Catherine Morris, a well-known neurobiologist who has retired from the Ottawa Hospital Research Institute in Canada, was one of the skeptics. She told me that Humbert’s research office revealed that he thought it was easy The arrogance of physicists into other fields to correct others' misconceptions. Her feelings can be summed up in her favorite words: "What I heard was typical physicist argument - 'We can approximate this cow as a point'."

Morris's reaction is understandable to some extent. Because it is thought that the nerve signal is both a mechanical wave and an electrical pulse, but as Humbert and Schneider asserted, the ion channel has no role in the process of nerve conduction is another matter. This is the worst and most erroneous disagreement between Humber and Schneider's theory and mainstream opinion. You know, scientists have discovered hundreds of ion channel proteins. They also know that drugs can selectively regulate ion currents, and they can also modify the genes corresponding to these proteins to control the discharge of nerve cells. "They actually turned a blind eye to so much biological evidence," said Maurice, who studied ion channel proteins for 30 years.

Humbert and Schneider's questioning of traditional concepts embodies a kind of "culture" of physics - it is believed that all phenomena can be explained by thermodynamic principles. In their opinion, biologists only care about proteins and ignore these principles. Tasaki also has similar minimalist beliefs, which may be one of the reasons why his theory is not valued.

Brian Salzberg, who studied neurophysics at the University of Pennsylvania who had an intersection with Tasaki, said, “Tatsuki is a very smart experimenter, and I have no doubt about what he measured (neural width). The change is real, but his interpretation of the result is wrong.” Zarzberger said that the reason why the nerve fibers transiently widen when the voltage pulse passes is partly due to the crossover of sodium and potassium ions. As the membrane flows, some water molecules also enter and exit the cell membrane through ion channels. If Tianqi can accept the concept of ion channels, he may be open to other explanations of mechanical waves.

Nobel Prize found?

When the nerve signal is generated, the generated heat energy can reach twice the electric energy, but the latter completely dominates the neuroscience research. The part of the signal that has nothing to do with electricity has not been favored by researchers.

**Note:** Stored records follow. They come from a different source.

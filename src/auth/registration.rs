//! User registration.

use chrono::Utc;
use serde_json::{Map, Value};
use tracing::info;
use uuid::Uuid;

use crate::auth::password;
use crate::config::Options;
use crate::outcome::{Denied, Outcome, Rejection};
use crate::store::{User, UserField, UserStore};
use crate::Result;

/// Input fields with a meaning of their own; never copied onto the record
/// as extra attributes.
const RESERVED_FIELDS: &[&str] = &[
    "role",
    "cmd",
    "nick",
    "email",
    "name",
    "active",
    "username",
    "password",
    "rounds",
    "salt",
    "pass",
    "id",
    "confirmed",
    "confirmcode",
];

/// Registration request data.
#[derive(Debug, Clone, Default)]
pub struct RegisterRequest {
    /// Desired nickname.
    pub nick: Option<String>,
    /// Email address.
    pub email: Option<String>,
    /// Alias for nick.
    pub username: Option<String>,
    /// Display name.
    pub name: Option<String>,
    /// Password plain text.
    pub password: Option<String>,
    /// Password repeat.
    pub repeat: Option<String>,
    /// Initial active state; defaults to true.
    pub active: Option<bool>,
    /// Initial confirmed state; only meaningful when confirmation is
    /// required.
    pub confirmed: Option<bool>,
    /// Arbitrary extra attributes for the record.
    pub extra: Map<String, Value>,
}

impl RegisterRequest {
    /// Create an empty request.
    pub fn new() -> Self {
        Self::default()
    }

    /// Set the nickname.
    pub fn with_nick(mut self, nick: impl Into<String>) -> Self {
        self.nick = Some(nick.into());
        self
    }

    /// Set the email address.
    pub fn with_email(mut self, email: impl Into<String>) -> Self {
        self.email = Some(email.into());
        self
    }

    /// Set the username (used as the nick when no nick is given).
    pub fn with_username(mut self, username: impl Into<String>) -> Self {
        self.username = Some(username.into());
        self
    }

    /// Set the display name.
    pub fn with_name(mut self, name: impl Into<String>) -> Self {
        self.name = Some(name.into());
        self
    }

    /// Set the password.
    pub fn with_password(mut self, password: impl Into<String>) -> Self {
        self.password = Some(password.into());
        self
    }

    /// Set the password repeat.
    pub fn with_repeat(mut self, repeat: impl Into<String>) -> Self {
        self.repeat = Some(repeat.into());
        self
    }

    /// Set the initial active state.
    pub fn with_active(mut self, active: bool) -> Self {
        self.active = Some(active);
        self
    }

    /// Set the initial confirmed state.
    pub fn with_confirmed(mut self, confirmed: bool) -> Self {
        self.confirmed = Some(confirmed);
        self
    }

    /// Attach an extra attribute.
    pub fn with_extra(mut self, key: impl Into<String>, value: impl Into<Value>) -> Self {
        self.extra.insert(key.into(), value.into());
        self
    }
}

/// Register a new user.
///
/// The nick falls back to the username, then the email; at least one must
/// be present. Non-reserved extra attributes are copied onto the record.
/// The nick/email existence checks are advisory: check-then-save cannot be
/// atomic here, and the store's own unique constraint is the final
/// arbiter under concurrent registration.
pub async fn register(
    opts: &Options,
    users: &dyn UserStore,
    req: RegisterRequest,
) -> Result<Outcome<User>> {
    let Some(nick) = [&req.nick, &req.username, &req.email]
        .into_iter()
        .find_map(|v| v.as_deref().filter(|s| !s.is_empty()))
    else {
        return Ok(Outcome::denied(Rejection::NickOrEmailMissing));
    };
    let nick = nick.to_string();
    let email = req.email.clone().filter(|e| !e.is_empty());

    let mut user = User {
        id: None,
        nick,
        email,
        name: req.name.clone().unwrap_or_default(),
        active: req.active.unwrap_or(true),
        confirmed: opts.confirm.then(|| req.confirmed.unwrap_or(false)),
        confirmcode: opts.confirm.then(|| Uuid::new_v4().to_string()),
        pass: String::new(),
        salt: String::new(),
        rounds: 0,
        when: Utc::now(),
        extra: copy_extra(&req.extra),
    };

    if users.find_by(UserField::Nick, &user.nick).await?.is_some() {
        return Ok(Outcome::Denied(
            Denied::new(Rejection::NickExists).with_nick(user.nick),
        ));
    }
    if let Some(email) = user.email.as_deref() {
        if users.find_by(UserField::Email, email).await?.is_some() {
            return Ok(Outcome::Denied(
                Denied::new(Rejection::EmailExists).with_nick(user.nick),
            ));
        }
    }

    match password::derive(opts, req.password.as_deref(), req.repeat.as_deref()).await? {
        Outcome::Ok(cred) => {
            user.pass = cred.pass;
            user.salt = cred.salt;
            user.rounds = cred.rounds;
        }
        Outcome::Denied(denied) => return Ok(Outcome::Denied(denied)),
    }

    let user = users.create(user).await?;
    info!(nick = %user.nick, "user registered");
    Ok(Outcome::Ok(user))
}

fn copy_extra(extra: &Map<String, Value>) -> Map<String, Value> {
    extra
        .iter()
        .filter(|(key, _)| !RESERVED_FIELDS.contains(&key.as_str()) && !key.contains('$'))
        .map(|(key, value)| (key.clone(), value.clone()))
        .collect()
}

#[cfg(test)]
mod tests {
    use super::*;
    use crate::store::MemoryStore;

    fn test_opts() -> Options {
        Options {
            rounds: 271,
            ..Default::default()
        }
    }

    fn request(nick: &str) -> RegisterRequest {
        RegisterRequest::new()
            .with_nick(nick)
            .with_password("password123")
            .with_repeat("password123")
    }

    #[tokio::test]
    async fn test_register_success() {
        let opts = test_opts();
        let store = MemoryStore::new();

        let user = register(&opts, &store, request("alice").with_email("alice@example.com"))
            .await
            .unwrap()
            .ok()
            .expect("registration accepted");

        assert!(user.id.is_some());
        assert_eq!(user.nick, "alice");
        assert_eq!(user.email.as_deref(), Some("alice@example.com"));
        assert_eq!(user.name, "");
        assert!(user.active);
        assert!(user.confirmed.is_none());
        assert!(!user.pass.is_empty());
        assert!(!user.salt.is_empty());
        assert_eq!(user.rounds, 271);
    }

    #[tokio::test]
    async fn test_nick_falls_back_to_username_then_email() {
        let opts = test_opts();
        let store = MemoryStore::new();

        let user = register(
            &opts,
            &store,
            RegisterRequest::new()
                .with_username("bob")
                .with_password("pw")
                .with_repeat("pw"),
        )
        .await
        .unwrap()
        .ok()
        .unwrap();
        assert_eq!(user.nick, "bob");

        let user = register(
            &opts,
            &store,
            RegisterRequest::new()
                .with_email("carol@example.com")
                .with_password("pw")
                .with_repeat("pw"),
        )
        .await
        .unwrap()
        .ok()
        .unwrap();
        assert_eq!(user.nick, "carol@example.com");
    }

    #[tokio::test]
    async fn test_missing_identity_is_rejected() {
        let opts = test_opts();
        let store = MemoryStore::new();

        let outcome = register(&opts, &store, RegisterRequest::new()).await.unwrap();
        assert_eq!(outcome.why(), Some(&Rejection::NickOrEmailMissing));
        assert_eq!(store.user_count(), 0);
    }

    #[tokio::test]
    async fn test_duplicate_nick_is_rejected() {
        let opts = test_opts();
        let store = MemoryStore::new();

        register(&opts, &store, request("alice")).await.unwrap();

        let outcome = register(&opts, &store, request("alice")).await.unwrap();
        match outcome {
            Outcome::Denied(denied) => {
                assert_eq!(denied.why, Rejection::NickExists);
                assert_eq!(denied.nick.as_deref(), Some("alice"));
            }
            Outcome::Ok(_) => panic!("expected denial"),
        }
        assert_eq!(store.user_count(), 1);
    }

    #[tokio::test]
    async fn test_duplicate_email_is_rejected() {
        let opts = test_opts();
        let store = MemoryStore::new();

        register(&opts, &store, request("alice").with_email("a@example.com"))
            .await
            .unwrap();

        let outcome = register(&opts, &store, request("bob").with_email("a@example.com"))
            .await
            .unwrap();
        assert_eq!(outcome.why(), Some(&Rejection::EmailExists));
        assert_eq!(store.user_count(), 1);
    }

    #[tokio::test]
    async fn test_password_mismatch_saves_nothing() {
        let opts = test_opts();
        let store = MemoryStore::new();

        let outcome = register(
            &opts,
            &store,
            RegisterRequest::new()
                .with_nick("alice")
                .with_password("one")
                .with_repeat("two"),
        )
        .await
        .unwrap();

        assert_eq!(outcome.why(), Some(&Rejection::PasswordMismatch));
        assert_eq!(store.user_count(), 0);
    }

    #[tokio::test]
    async fn test_extra_fields_copied_minus_reserved() {
        let opts = test_opts();
        let store = MemoryStore::new();

        let user = register(
            &opts,
            &store,
            request("alice")
                .with_extra("zipcode", "94110")
                .with_extra("role", "admin")
                .with_extra("pass", "sneaky")
                .with_extra("limit$", 10),
        )
        .await
        .unwrap()
        .ok()
        .unwrap();

        assert_eq!(user.extra.get("zipcode"), Some(&Value::from("94110")));
        assert!(!user.extra.contains_key("role"));
        assert!(!user.extra.contains_key("pass"));
        assert!(!user.extra.contains_key("limit$"));
        // the real pass field is untouched by the reserved-key attempt
        assert_ne!(user.pass, "sneaky");
    }

    #[tokio::test]
    async fn test_confirm_assigns_code() {
        let opts = Options {
            confirm: true,
            ..test_opts()
        };
        let store = MemoryStore::new();

        let user = register(&opts, &store, request("alice"))
            .await
            .unwrap()
            .ok()
            .unwrap();

        assert_eq!(user.confirmed, Some(false));
        assert!(user.confirmcode.is_some());
    }

    #[tokio::test]
    async fn test_active_override() {
        let opts = test_opts();
        let store = MemoryStore::new();

        let user = register(&opts, &store, request("alice").with_active(false))
            .await
            .unwrap()
            .ok()
            .unwrap();
        assert!(!user.active);
    }
}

Part of the reason can also be attributed to historical accidents.

Tasaki is a talented instrument maker who, after coming to the United States, used his skills to create an exquisite one-off device that can measure the instantaneous changes in the heat and size of nerve cells.

However, these equipment and experimental skills did not eventually spread across other groups of scientists. Scientists have found simpler measurement methods, such as patch clamp techniques that measure the potential of a single neuron. With the widespread dissemination of these experimental techniques, the concept of understanding neural signals as electrical signals has become increasingly popular. Pasaijian admits, "This is a cultural bias. People usually look for tools they can understand and avoid those tools that are difficult to understand. This may have an impact on thinking."

The situation of Humber and Schneider today is delicate. They may be awarded the Nobel Prize, or they may be trapped and obscured by his own attachment as Tasaki. But in February of this year, Humbert insisted to me: "Many people just want to repair the Hodgkin-Huxley model with our theory. However, I personally cannot accept any compromise between these two theories."